Are You Ready for an Amazon-Branded Checking Account?
By Emily Glazer, Liz Hoffman and Laura Stevens
Amazon.com Inc. is in talks with big banks including JPMorgan Chase & Co. about building a checking-account-like product the e-commerce giant could offer its customers, according to people familiar with the matter.
The effort is still in its early stages and may not come to fruition, the people said. The talks with financial firms are focused on creating a product that would appeal to younger customers and those without bank accounts. Whatever its final form, the initiative wouldn't involve Amazon becoming a bank, the people added.
If the product emerges, it would further inject Amazon into the lives of those who shop on its website and at its Whole Foods grocery stores, read on its Kindles, watch its streaming video and chat with Alexa, its digital assistant. Offering a product that is similar to an own-branded bank account could help reduce fees Amazon pays to financial firms and provide it with valuable data on customers' income and spending habits.
The company's latest push also answers a question that bank executives have been asking with increasing worry: When will Amazon show up on their turf?
With millions of customers, troves of data, access to cheap capital and seemingly unlimited leeway from its investors to enter new businesses, Amazon is a fearsome competitor. Its more-than $700 billion market value eclipses the combined value of JPMorgan and Bank of America Corp, the two biggest U.S. banks.
Already Amazon is building a delivery service that one day could compete with United Parcel Service Inc. and FedEx Corp., targeting the hospital-supplies market and considering a push into prescription drugs. Shares of companies in those industries have fallen sharply on news of Amazon's entry.
In banking, however, Amazon appears to be arriving more as a partner than a disrupter.
Last fall, it put out a request for proposals from several banks for a hybrid-type checking account and is weighing pitches from firms including JPMorgan and Capital One Financial Corp., some of the people said. It is too early to say exactly what the product will look like, including whether it would give customers the ability to write checks, directly pay bills, or access to a nationwide ATM network.
Amazon's collaborative approach supports what bank executives have long said: that new regulations put in place after the financial crisis, while bad for profitability, are a protective moat against challengers.

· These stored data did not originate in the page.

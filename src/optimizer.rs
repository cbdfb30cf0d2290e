//! Filter analysis for cost-based optimization: translate, split, estimate.

pub mod analyzer;
pub mod config;

pub use analyzer::{FilterAnalysis, FilterAnalyzer, Translation};
pub use config::{ConfigError, OptimizerConfig};
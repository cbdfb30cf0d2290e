pub mod expression;
pub mod native;
pub mod optimizer;
pub mod planner;
pub mod pruner;
pub mod stats;
pub mod translator;
pub mod types;
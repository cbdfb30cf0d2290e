//! Column data types and their families.

use serde::{Deserialize, Serialize};
use std::fmt;

/// Data types known to the engine
#[derive(Debug, Clone, PartialEq, Eq, Hash, Serialize, Deserialize)]
#[serde(rename_all = "snake_case")]
pub enum DataType {
    Boolean,
    TinyInt,
    SmallInt,
    Int,
    BigInt,
    Float,
    Double,
    String,
    Char(u32),
    Varchar(u32),
    Decimal { precision: u8, scale: u8 },
    Timestamp,
    Date,
    Binary,
    Interval,
    /// Type of an untyped NULL
    Void,
    Array(Box<DataType>),
    Map(Box<DataType>, Box<DataType>),
    Struct(Vec<(String, DataType)>),
}

/// Coarse type grouping used when checking operands of synthesized functions
#[derive(Debug, Clone, Copy, PartialEq, Eq, Hash)]
pub enum TypeFamily {
    Boolean,
    Numeric,
    Character,
    Binary,
    Datetime,
    Interval,
    Any,
}

impl DataType {
    /// The declared family of this type, if it has one
    pub fn family(&self) -> Option<TypeFamily> {
        match self {
            DataType::Boolean => Some(TypeFamily::Boolean),
            DataType::TinyInt
            | DataType::SmallInt
            | DataType::Int
            | DataType::BigInt
            | DataType::Float
            | DataType::Double
            | DataType::Decimal { .. } => Some(TypeFamily::Numeric),
            DataType::String | DataType::Char(_) | DataType::Varchar(_) => {
                Some(TypeFamily::Character)
            }
            DataType::Binary => Some(TypeFamily::Binary),
            DataType::Timestamp | DataType::Date => Some(TypeFamily::Datetime),
            DataType::Interval => Some(TypeFamily::Interval),
            DataType::Void | DataType::Array(_) | DataType::Map(_, _) | DataType::Struct(_) => None,
        }
    }

    pub fn is_numeric(&self) -> bool {
        self.family() == Some(TypeFamily::Numeric)
    }
}

impl TypeFamily {
    /// Check whether a value of `data_type` is acceptable for this family
    pub fn accepts(&self, data_type: &DataType) -> bool {
        match self {
            TypeFamily::Any => true,
            family => data_type.family() == Some(*family) || *data_type == DataType::Void,
        }
    }
}

impl fmt::Display for DataType {
    fn fmt(&self, f: &mut fmt::Formatter<'_>) -> fmt::Result {
        match self {
            DataType::Boolean => write!(f, "boolean"),
            DataType::TinyInt => write!(f, "tinyint"),
            DataType::SmallInt => write!(f, "smallint"),
            DataType::Int => write!(f, "int"),
            DataType::BigInt => write!(f, "bigint"),
            DataType::Float => write!(f, "float"),
            DataType::Double => write!(f, "double"),
            DataType::String => write!(f, "string"),
            DataType::Char(len) => write!(f, "char({})", len),
            DataType::Varchar(len) => write!(f, "varchar({})", len),
            DataType::Decimal { precision, scale } => {
                write!(f, "decimal({},{})", precision, scale)
            }
            DataType::Timestamp => write!(f, "timestamp"),
            DataType::Date => write!(f, "date"),
            DataType::Binary => write!(f, "binary"),
            DataType::Interval => write!(f, "interval"),
            DataType::Void => write!(f, "void"),
            DataType::Array(elem) => write!(f, "array<{}>", elem),
            DataType::Map(key, value) => write!(f, "map<{},{}>", key, value),
            DataType::Struct(fields) => {
                write!(f, "struct<")?;
                for (i, (name, ty)) in fields.iter().enumerate() {
                    if i > 0 {
                        write!(f, ",")?;
                    }
                    write!(f, "{}:{}", name, ty)?;
                }
                write!(f, ">")
            }
        }
    }
}

#[cfg(test)]
mod tests {
    use super::*;

    #[test]
    fn test_families() {
        assert_eq!(DataType::Int.family(), Some(TypeFamily::Numeric));
        assert_eq!(
            DataType::Decimal {
                precision: 10,
                scale: 2
            }
            .family(),
            Some(TypeFamily::Numeric)
        );
        assert_eq!(DataType::Varchar(20).family(), Some(TypeFamily::Character));
        assert_eq!(DataType::Date.family(), Some(TypeFamily::Datetime));
        assert_eq!(DataType::Void.family(), None);
        assert_eq!(DataType::Array(Box::new(DataType::Int)).family(), None);
    }

    #[test]
    fn test_family_accepts() {
        assert!(TypeFamily::Any.accepts(&DataType::Binary));
        assert!(TypeFamily::Numeric.accepts(&DataType::BigInt));
        assert!(TypeFamily::Numeric.accepts(&DataType::Void));
        assert!(!TypeFamily::Numeric.accepts(&DataType::String));
    }

    #[test]
    fn test_display() {
        assert_eq!(DataType::Char(3).to_string(), "char(3)");
        assert_eq!(
            DataType::Decimal {
                precision: 12,
                scale: 4
            }
            .to_string(),
            "decimal(12,4)"
        );
        assert_eq!(
            DataType::Map(Box::new(DataType::String), Box::new(DataType::Int)).to_string(),
            "map<string,int>"
        );
    }
}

Any move by Amazon to start its own banking arm would subject it to capital rules and other regulations that likely would limit its aggressive expansion. And there would likely be stiff opposition. An effort by Walmart Inc. more than a decade ago to obtain a type of banking license withered after intense criticism from a range of companies and lawmakers.
For JPMorgan or Capital One, winning the assignment would be a chance to keep a potential competitor close and strengthen ties to a company that is popular among millennials, whose financial habits are changing quickly. In a recent poll of 1,000 Amazon customers conducted by LendEDU, an online student lender, 38% said they would trust Amazon to handle their finances equally as they would a traditional bank.
JPMorgan is already close to Amazon. It has issued Amazon-branded credit cards since 2002, and the two companies are teaming up along with Berkshire Hathaway Inc. on an initiative to tackle rising health care costs for their employees.
JPMorgan CEO James Dimon has said he nearly joined Amazon as an executive in the 1990s. He remains an admirer of the company's CEO, Jeff Bezos, whom he called a "friend of the family" at an investor presentation last week.
Capital One, meanwhile, is one of the largest bank users of Amazon's cloud-computing business.
Amazon has been considering a bigger push into finance for years, looking to reduce the fees it pays banks and payments processors, people familiar with the matter said. Providing Amazon customers with a checking account from which they could directly withdraw cash for purchases could help to reduce some of those fees. But there isn't much precedent for this type of arrangement. It is much more complicated than, say, a co-branded credit card.
Converting its shoppers into financial account holders could also aid Amazon as it ramps up its efforts in payments, a fragmented space with no clear winner yet. The company has had limited success in getting its own system, Amazon Pay, accepted at other online merchants.
The company is now trying to bring Amazon Pay to brick-and-mortar stores, according to people familiar with those plans. It is likely to begin with Whole Foods, which Amazon bought last year for roughly $13.5 billion, the people said.
Not yet clear: what Amazon can offer merchants, which already face a number of payment-providers jockeying for space at the checkout counter. But shoppers who have an everyday banking relationship with Amazon might be more likely to use Amazon Pay.
Of course, Amazon isn't the first retailer to make a play in financial services. In the early 1980s, Sears Holding Corp. bought brokerage Dean Witter. Critics dubbed the offering "socks and stocks." Sears divested Dean Witter in the early 1990s.
--AnnaMaria Andriotis contributed to this article.